# lot clearing advice



## cu workin (Mar 2, 2006)

some help needed: I am interested in doing some lot clearing and need some advice on ways to do it and general bidding guidelines. I have use of a skidder, dozer, bucket truck, jd 270 skid loader, dump trailer and chainsaws. I have used the above equip. in logging and tree service. 
Question: Using this equip. (plus a rented chipper) is it possible to do a good job of lot clearing? Basic steps? Advice? 
I have searched and read a few posts on lot clearing but feel I need a little more info. I also do not feel comfortable asking a competitor how they go about their bus. thank you


----------



## skwerl (Mar 2, 2006)

cu workin said:


> some help needed: I am interested in doing some lot clearing and need some advice on ways to do it and general bidding guidelines.

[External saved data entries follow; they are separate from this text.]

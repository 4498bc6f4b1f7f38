//! Daemon configuration with TOML file support.

use crate::error::DaemonError;
use assize_types::AdjudicationParams;
use assize_utils::LogFormat;
use serde::{Deserialize, Serialize};
use std::collections::BTreeMap;
use std::path::{Path, PathBuf};

/// Where jury-selection seeds come from.
#[derive(Clone, Copy, Debug, Default, PartialEq, Eq, Serialize, Deserialize)]
#[serde(rename_all = "lowercase")]
pub enum EntropyChoice {
    /// Operating-system randomness; juries are drawn automatically on each tick.
    #[default]
    Os,
    /// Seeds arrive with `select_jury` commands from an outside beacon.
    External,
}

impl std::str::FromStr for EntropyChoice {
    type Err = DaemonError;

    fn from_str(s: &str) -> Result<Self, Self::Err> {
        match s.to_ascii_lowercase().as_str() {
            "os" => Ok(Self::Os),
            "external" => Ok(Self::External),
            other => Err(DaemonError::Config(format!(
                "unknown entropy provider {other:?} (expected os or external)"
            ))),
        }
    }
}

/// Initial reputation weights. The daemon keeps them in memory and lets commands
/// adjust them.
#[derive(Clone, Debug, PartialEq, Eq, Serialize, Deserialize)]
pub struct ReputationConfig {
    #[serde(default = "default_weight")]
    pub default_weight: u64,

    #[serde(default)]
    pub weights: BTreeMap<String, u64>,
}

impl Default for ReputationConfig {
    fn default() -> Self {
        Self {
            default_weight: default_weight(),
            weights: BTreeMap::new(),
        }
    }
}

/// Configuration for the daemon.
///
/// Loaded from a TOML file via [`DaemonConfig::from_toml_file`]; CLI flags and
/// environment variables override individual fields.
#[derive(Clone, Debug, PartialEq, Eq, Serialize, Deserialize)]
pub struct DaemonConfig {
    /// Log level filter: "trace", "debug", "info", "warn", "error".
    #[serde(default = "default_log_level")]
    pub log_level: String,

    #[serde(default)]
    pub log_format: LogFormat,

    /// Seconds between deadline sweeps.
    #[serde(default = "default_sweep_interval")]
    pub sweep_interval_secs: u64,

    /// Snapshot file read on start and written on shutdown.
    #[serde(default)]
    pub state_file: Option<PathBuf>,

    #[serde(default)]
    pub entropy: EntropyChoice,

    /// Capacity of the command queue in front of the sequencer.
    #[serde(default = "default_queue_depth")]
    pub queue_depth: usize,

    #[serde(default)]
    pub params: AdjudicationParams,

    #[serde(default)]
    pub reputation: ReputationConfig,
}

// ── Serde default helpers ──────────────────────────────────────────────

fn default_log_level() -> String {
    "info".to_string()
}

fn default_sweep_interval() -> u64 {
    60
}

fn default_queue_depth() -> usize {
    1024
}

fn default_weight() -> u64 {
    1
}

// ── Impl ───────────────────────────────────────────────────────────────

impl DaemonConfig {
    pub fn from_toml_file(path: &Path) -> Result<Self, DaemonError> {
        let content = std::fs::read_to_string(path)
            .map_err(|e| DaemonError::Config(format!("{}: {e}", path.display())))?;
        Self::from_toml_str(&content)
    }

    pub fn from_toml_str(s: &str) -> Result<Self, DaemonError> {
        let config: Self = toml::from_str(s).map_err(|e| DaemonError::Config(e.to_string()))?;
        config.validate()?;
        Ok(config)
    }

    pub fn to_toml_string(&self) -> Result<String, DaemonError> {
        toml::to_string_pretty(self).map_err(|e| DaemonError::Config(e.to_string()))
    }

    pub fn validate(&self) -> Result<(), DaemonError> {
        self.params
            .validate()
            .map_err(|e| DaemonError::Config(e.to_string()))?;
        if self.sweep_interval_secs == 0 {
            return Err(DaemonError::Config("sweep_interval_secs must be positive".into()));
        }
        if self.queue_depth == 0 {
            return Err(DaemonError::Config("queue_depth must be positive".into()));
        }
        Ok(())
    }
}

impl Default for DaemonConfig {
    fn default() -> Self {
        Self {
            log_level: default_log_level(),
            log_format: LogFormat::default(),
            sweep_interval_secs: default_sweep_interval(),
            state_file: None,
            entropy: EntropyChoice::default(),
            queue_depth: default_queue_depth(),
            params: AdjudicationParams::default(),
            reputation: ReputationConfig::default(),
        }
    }
}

I have use of a skidder, dozer, bucket truck, jd 270 skid loader, dump trailer and chainsaws. I have used the above equip. in logging and tree service.
> *Question: Using this equip. (plus a rented chipper) is it possible to do a good job of lot clearing? * Basic steps? Advice?
> I have searched and read a few posts on lot clearing but feel I need a little more info. I also do not feel comfortable asking a competitor how they go about their bus. thank you


If you know how to use the equipment, yes. But if you don't know or can't figure out how to clear a lot, all the equipment in the world won't help. My advice is to hire somebody who knows how to clear a lot and pay him well to teach you.


----------



## cu workin (Mar 2, 2006)

*lot clearing*

Thanks for the reply, you made a great point,hire a person to do it use equip and teaching me as we go. ---will consider
In ans. to quest. can you use equip. --yes, been using equipment for 14 years. I just don't know things like: 
Do I need an excavator or stump grinder to remove large stumps, are there many jobs where you don't need to remove stumps? I know it varys with area and job site, but is there any type of average? the dozer is a jd 650 and I know it will not push out every tree. 
Is chipping small trees and leaving the chips spread on site the norm? Then use dozer to rip out stumps and burn them?


----------



## Xtra (Mar 3, 2006)

I do some lot clearing. It's usually to open up a backyard.
I try to persuade the homeowner to keep the large trees and just take out the pitch (scrub) pines and trees under 10". With that kind of work we take all the wood and chips (for the pine we rent a roll-off dumpster). Stump grinding is fine since there aren't any driveways or foundations being placed over them. Plus we couldn't use heavy equipment because it would tear up the existing lawn. I use a tractor to carry the wood out.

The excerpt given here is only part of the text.